How do you find investment ideas?
"It is a matter of wanting to continually learn new things and being curious. Like others, I gather impressions from what I read in the papers and what I hear through networks, during conferences and at the large number of meetings we have with companies each year. It is not uncommon for an idea to originate when we start looking at a company and then discover other related companies or competitors. And let's not forget the regular lively discussions with the other management teams within SKAGEN."
One of Jonas's hobbies is collecting but, when it comes to shares, the opposite applies. While he advises that you should never marry a share, he stresses that it is important to also be patient and tolerate fluctuations in share price along the way before the share manages to deliver its full potential. In time, you learn to recognise situations where seemingly small changes within a company or in the company's surroundings may cause fundamental problems. His most important advice is to try to only take the risks you will be compensated for.
"Risks are a strange thing. All things being equal, when the price of an asset falls, the risk level actually falls too while the upside increases. And when the price of the asset increases, the risk level also rises and the risk-adjusted potential deteriorates. Following the same line of reasoning, a quality asset can have such a high valuation that it becomes risky – and an asset of much poorer quality may be so cheap that it becomes 'safe'."

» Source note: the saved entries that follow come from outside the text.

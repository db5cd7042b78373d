// src/exec/policy.rs

use std::collections::BTreeSet;
use std::fmt;

/// Exit code reported when the process terminated without one (e.g. it was
/// killed by a signal).
pub const INVALID_EXIT_VALUE: i32 = i32::MAX;

/// Which exit codes count as success.
#[derive(Debug, Clone, PartialEq, Eq)]
pub enum ExitValuePolicy {
    /// Only the listed codes are accepted.
    AnyOf(BTreeSet<i32>),
    /// Every exit code is accepted.
    AcceptAll,
    /// Exit codes are not checked at all; the raw code is returned.
    Unchecked,
}

impl ExitValuePolicy {
    pub fn single(code: i32) -> Self {
        ExitValuePolicy::AnyOf(BTreeSet::from([code]))
    }

    /// Build a policy from an optional list of codes.
    ///
    /// - `None` disables checking.
    /// - an empty list accepts every code.
    /// - otherwise only the listed codes are accepted.
    pub fn from_values(values: Option<&[i32]>) -> Self {
        match values {
            None => ExitValuePolicy::Unchecked,
            Some([]) => ExitValuePolicy::AcceptAll,
            Some(codes) => ExitValuePolicy::AnyOf(codes.iter().copied().collect()),
        }
    }

    /// Whether the policy looks at exit codes at all.
    pub fn is_checked(&self) -> bool {
        !matches!(self, ExitValuePolicy::Unchecked)
    }

    /// `true` when `code` must be reported as a failure.
    pub fn is_failure(&self, code: i32) -> bool {
        match self {
            ExitValuePolicy::AnyOf(codes) => !codes.contains(&code),
            ExitValuePolicy::AcceptAll | ExitValuePolicy::Unchecked => false,
        }
    }
}

impl Default for ExitValuePolicy {
    fn default() -> Self {
        ExitValuePolicy::single(0)
    }
}

impl fmt::Display for ExitValuePolicy {
    fn fmt(&self, f: &mut fmt::Formatter<'_>) -> fmt::Result {
        match self {
            ExitValuePolicy::AnyOf(codes) => write!(f, "any of {codes:?}"),
            ExitValuePolicy::AcceptAll => f.write_str("accept all"),
            ExitValuePolicy::Unchecked => f.write_str("unchecked"),
        }
    }
}
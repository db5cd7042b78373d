// src/resolve/context.rs

use std::collections::BTreeMap;

use super::value::Value;

/// Result of looking a name up in a [`Context`].
#[derive(Debug, Clone, Copy, PartialEq)]
pub enum Binding<'a> {
    /// The name is not bound at all.
    Unbound,
    /// The name is bound to null.
    Null,
    Value(&'a Value),
}

/// Key/value environment that resolvers read variables from.
pub trait Context: Send + Sync {
    fn lookup(&self, name: &str) -> Binding<'_>;
}

/// Map-backed context. `None` entries are explicit null bindings.
#[derive(Debug, Clone, Default)]
pub struct MapContext {
    vars: BTreeMap<String, Option<Value>>,
}

impl MapContext {
    pub fn new() -> Self {
        Self::default()
    }

    pub fn set(&mut self, name: impl Into<String>, value: impl Into<Value>) -> &mut Self {
        self.vars.insert(name.into(), Some(value.into()));
        self
    }

    pub fn set_null(&mut self, name: impl Into<String>) -> &mut Self {
        self.vars.insert(name.into(), None);
        self
    }

    pub fn with(mut self, name: impl Into<String>, value: impl Into<Value>) -> Self {
        self.set(name, value);
        self
    }

    pub fn remove(&mut self, name: &str) -> bool {
        self.vars.remove(name).is_some()
    }

    pub fn len(&self) -> usize {
        self.vars.len()
    }

    pub fn is_empty(&self) -> bool {
        self.vars.is_empty()
    }
}

impl Context for MapContext {
    fn lookup(&self, name: &str) -> Binding<'_> {
        match self.vars.get(name) {
            None => Binding::Unbound,
            Some(None) => Binding::Null,
            Some(Some(v)) => Binding::Value(v),
        }
    }
}

impl<K: Into<String>, V: Into<Value>> FromIterator<(K, V)> for MapContext {
    fn from_iter<I: IntoIterator<Item = (K, V)>>(iter: I) -> Self {
        let mut ctx = MapContext::new();
        for (k, v) in iter {
            ctx.set(k, v);
        }
        ctx
    }
}
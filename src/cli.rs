// src/cli.rs

//! CLI argument parsing using `clap`.

use clap::{Parser, ValueEnum};

/// Command-line arguments for `procrun`.
#[derive(Debug, Clone, Parser)]
#[command(
    name = "procrun",
    version,
    about = "Run named commands from a config file under a supervising executor.",
    long_about = None
)]
pub struct CliArgs {
    /// Path to the config file (TOML).
    ///
    /// Default: `PROCRUN_CONFIG`, or `Procrun.toml` in the current directory.
    #[arg(long, value_name = "PATH")]
    pub config: Option<String>,

    /// Start all selected commands at once instead of one after another.
    #[arg(long)]
    pub parallel: bool,

    /// Logging level (error, warn, info, debug, trace).
    ///
    /// If omitted, `PROCRUN_LOG` or a default level will be used.
    #[arg(long, value_enum, value_name = "LEVEL")]
    pub log_level: Option<LogLevel>,

    /// Parse, validate and expand, print the commands, but don't run them.
    #[arg(long)]
    pub dry_run: bool,

    /// Commands to run, by name. Runs every command when empty.
    #[arg(value_name = "NAME")]
    pub commands: Vec<String>,
}

/// Log level as exposed on the CLI.
#[derive(Debug, Copy, Clone, ValueEnum)]
pub enum LogLevel {
    Error,
    Warn,
    Info,
    Debug,
    Trace,
}

impl LogLevel {
    pub fn as_str(self) -> &'static str {
        match self {
            LogLevel::Error => "error",
            LogLevel::Warn => "warn",
            LogLevel::Info => "info",
            LogLevel::Debug => "debug",
            LogLevel::Trace => "trace",
        }
    }
}

/// Convenience wrapper around `CliArgs::parse()`.
pub fn parse() -> CliArgs {
    CliArgs::parse()
}
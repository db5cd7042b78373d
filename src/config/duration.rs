// src/config/duration.rs

use std::time::Duration;

/// Parse durations like `"500ms"`, `"30s"`, `"5m"` or `"1h"`.
pub fn parse_duration(s: &str) -> Result<Duration, String> {
    let s = s.trim();
    if s.is_empty() {
        return Err("empty duration string".to_string());
    }

    let idx = s
        .chars()
        .position(|c| !c.is_ascii_digit())
        .ok_or_else(|| format!("duration '{s}' is missing a unit suffix"))?;

    let (num_part, unit_part) = s.split_at(idx);
    let value: u64 = num_part
        .parse()
        .map_err(|e| format!("invalid duration number '{num_part}': {e}"))?;

    let secs = |mult: u64| {
        value
            .checked_mul(mult)
            .map(Duration::from_secs)
            .ok_or_else(|| format!("duration '{s}' is too large"))
    };

    match unit_part.trim().to_lowercase().as_str() {
        "ms" => Ok(Duration::from_millis(value)),
        "s" => secs(1),
        "m" => secs(60),
        "h" => secs(60 * 60),
        other => Err(format!(
            "unsupported duration unit '{other}'; expected ms, s, m, or h"
        )),
    }
}
// src/config/validate.rs

use std::collections::BTreeMap;
use std::time::Duration;

use crate::config::duration::parse_duration;
use crate::config::model::{CommandConfig, CommandSpec, ConfigFile, ExecutorSection, RawConfigFile};
use crate::errors::{ProcrunError, Result};
use crate::exec::{CommandLine, ExitValuePolicy};
use crate::resolve::{MapContext, Value};

impl TryFrom<RawConfigFile> for ConfigFile {
    type Error = ProcrunError;

    fn try_from(raw: RawConfigFile) -> std::result::Result<Self, Self::Error> {
        ensure_has_commands(&raw)?;
        let default_timeout = parse_timeout("[executor].timeout", raw.executor.timeout.as_deref())?;
        validate_exit_settings("[executor]", raw.executor.exit_values.as_deref(), Some(raw.executor.check_exit))?;

        let vars = build_vars(&raw.vars)?;

        let mut commands = BTreeMap::new();
        for (name, cmd) in &raw.command {
            let spec = build_command(name, cmd, &raw.executor, default_timeout, &raw.env)?;
            commands.insert(name.clone(), spec);
        }

        Ok(ConfigFile::new_unchecked(raw.executor, vars, raw.env, commands))
    }
}

fn ensure_has_commands(cfg: &RawConfigFile) -> Result<()> {
    if cfg.command.is_empty() {
        return Err(ProcrunError::ConfigError(
            "config must contain at least one [command.<name>] section".to_string(),
        ));
    }
    Ok(())
}

fn parse_timeout(field: &str, value: Option<&str>) -> Result<Option<Duration>> {
    let Some(s) = value else {
        return Ok(None);
    };
    let d = parse_duration(s)
        .map_err(|e| ProcrunError::ConfigError(format!("{field}: {e}")))?;
    if d.is_zero() {
        return Err(ProcrunError::ConfigError(format!(
            "{field} must be greater than zero"
        )));
    }
    Ok(Some(d))
}

/// `check_exit = false` together with an explicit code list is contradictory.
fn validate_exit_settings(
    section: &str,
    exit_values: Option<&[i32]>,
    check_exit: Option<bool>,
) -> Result<()> {
    if exit_values.is_some() && check_exit == Some(false) {
        return Err(ProcrunError::ConfigError(format!(
            "{section}: exit_values cannot be combined with check_exit = false"
        )));
    }
    Ok(())
}

fn build_command(
    name: &str,
    cmd: &CommandConfig,
    defaults: &ExecutorSection,
    default_timeout: Option<Duration>,
    global_env: &BTreeMap<String, String>,
) -> Result<CommandSpec> {
    let section = format!("[command.{name}]");

    let command_line = CommandLine::parse(&cmd.cmd)
        .map_err(|e| ProcrunError::ConfigError(format!("{section}.cmd: {e}")))?;

    validate_exit_settings(&section, cmd.exit_values.as_deref(), cmd.check_exit)?;
    let exit_policy = effective_policy(cmd, defaults);

    let timeout = match cmd.timeout.as_deref() {
        Some(t) => parse_timeout(&format!("{section}.timeout"), Some(t))?,
        None => default_timeout,
    };

    let mut overlay = global_env.clone();
    overlay.extend(cmd.env.iter().map(|(k, v)| (k.clone(), v.clone())));

    Ok(CommandSpec {
        name: name.to_string(),
        command_line,
        working_dir: cmd.working_dir.clone().or_else(|| defaults.working_dir.clone()),
        exit_policy,
        timeout,
        inherit_env: cmd.inherit_env.unwrap_or(defaults.inherit_env),
        overlay,
    })
}

/// Command settings win over `[executor]`; an explicit `check_exit = false`
/// on the command wins over everything.
fn effective_policy(cmd: &CommandConfig, defaults: &ExecutorSection) -> ExitValuePolicy {
    if cmd.check_exit == Some(false) {
        return ExitValuePolicy::Unchecked;
    }
    if let Some(ref values) = cmd.exit_values {
        return ExitValuePolicy::from_values(Some(values.as_slice()));
    }
    if cmd.check_exit.is_none() && !defaults.check_exit {
        return ExitValuePolicy::Unchecked;
    }
    match defaults.exit_values {
        Some(ref values) => ExitValuePolicy::from_values(Some(values.as_slice())),
        None => ExitValuePolicy::default(),
    }
}

fn build_vars(vars: &BTreeMap<String, toml::Value>) -> Result<MapContext> {
    let mut ctx = MapContext::new();
    for (name, raw) in vars {
        let value = convert_value(raw).map_err(|kind| {
            ProcrunError::ConfigError(format!(
                "[vars].{name}: unsupported value type {kind}"
            ))
        })?;
        ctx.set(name.clone(), value);
    }
    Ok(ctx)
}

fn convert_value(v: &toml::Value) -> std::result::Result<Value, &'static str> {
    Ok(match v {
        toml::Value::String(s) => Value::Str(s.clone()),
        toml::Value::Integer(i) => Value::Int(*i),
        toml::Value::Float(x) => Value::Float(*x),
        toml::Value::Boolean(b) => Value::Bool(*b),
        toml::Value::Array(items) => {
            Value::List(items.iter().map(convert_value).collect::<std::result::Result<_, _>>()?)
        }
        toml::Value::Datetime(_) => return Err("datetime"),
        toml::Value::Table(_) => return Err("table"),
    })
}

A career in finance was not always the obvious choice for Jonas. During his teens, he played tennis five to six times a week and was part of a computer programming group.
But his father's work at Handelsbanken which entailed many trips abroad and an assignment at the bank's Hong Kong branch generated an interest in finance and working abroad. While studying Economics at Uppsala University, he spent a few terms at universities in Glasgow, Scotland and Toulouse in the south of France. He later wrote his thesis on the management company, Wasa's, fund range and was offered a position there after graduating. He began as a risk analyst by building analysis models for handling large quantities of data.
Three crashes later
After a few years at Wasa/Länsförsäkringar, the opportunity he had been waiting for emerged. Right at the peak of the IT bubble in 1999, he was involved in setting up Länsförsäkringar's capital management unit, LF Capital, in New York. The subsequent IT crash provided important experience:
"The extreme rise and subsequent extreme fall fascinated me and made me even more conscious of how important it is to understand risks and risk-taking. Three stock exchange crashes so far during my professional life have taught me that you will never have learned everything there is to know in this business. It is vital to have a humble attitude when it comes to the market. Investments are complex things, but that is precisely what provides the stimulation and challenges," says Jonas.
In 2002, LF Capital was sold to ABN Amro and all employees were laid off. Together with a few colleagues, Jonas travelled home to Stockholm and started up Sweden's first so-called market-neutral fund. The idea was to buy and short sell companies in pairs to mitigate the risks. Jonas states that hedge funds are now often associated with a high level of risk-taking but that the fundamental meaning of the term 'to hedge' actually involves protecting against risks.
Where no one else is looking
Jonas describes himself as a contrarian through and through. When the market flocks around certain companies, he looks for bargains elsewhere. It is about buying something that is unexplored, that the market, perhaps unjustifiably, ignores but that could increase in value. He shares this value-based investment philosophy with his SKAGEN Focus colleague, Filip Weintraub. The two met in 2011 in New York when Filip was recruited to LF Capital.
This was the start of a partnership that has endured. Together, they founded Labrusca Family Office in 2010, a company that managed global equities until 2014.
"Filip and I work well together and complement each other. We have the same idea base with regard to which kinds of company are interesting. We both have a fondness for more complex situations – often companies where there is a great deal of potential for repricing."
"We are a close-knit team, ready for a flying start," says Jonas.